What you should do — Restate word for word the line containing "pub mod infrastructure;" and all remaining lines of the entries below.

Data provided —

# # #

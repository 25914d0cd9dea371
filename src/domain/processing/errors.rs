//! Processing Context - Errors

use thiserror::Error;

#[derive(Debug, Error)]
pub enum ProcessingError {
    #[error("已有任务正在执行")]
    AlreadyRunning,

    #[error("无效的检测服务地址: {0}")]
    InvalidEndpoint(String),

    #[error("无效的步骤序号: {0}")]
    InvalidStep(usize),
}
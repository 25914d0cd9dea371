//! Aerolens - 无人机巡检处理任务服务
//!
//! 架构设计: DDD + CQRS + Hexagonal Architecture
//!
//! 领域层 (domain/):
//! - Processing Context: 处理任务状态机、步骤流水线
//!
//! 应用层 (application/):
//! - Ports: 端口定义（JobClient, ProcessingEvents, CacheInvalidation, ProcessingController）
//! - Commands: CQRS 命令处理器
//! - Queries: CQRS 查询处理器
//!
//! 基础设施层 (infrastructure/):
//! - HTTP: RESTful API + WebSocket
//! - Worker: ProcessingController 与 mock / remote 任务策略
//! - Adapters: 检测服务 HTTP 客户端
//! - Events: WebSocket 事件发布

pub mod application;
pub mod config;
pub mod domain;
pub mod infrastructure;

pub use config::{load_config, AppConfig};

# # #

Expected answer —
pub mod infrastructure;

pub use config::{load_config, AppConfig};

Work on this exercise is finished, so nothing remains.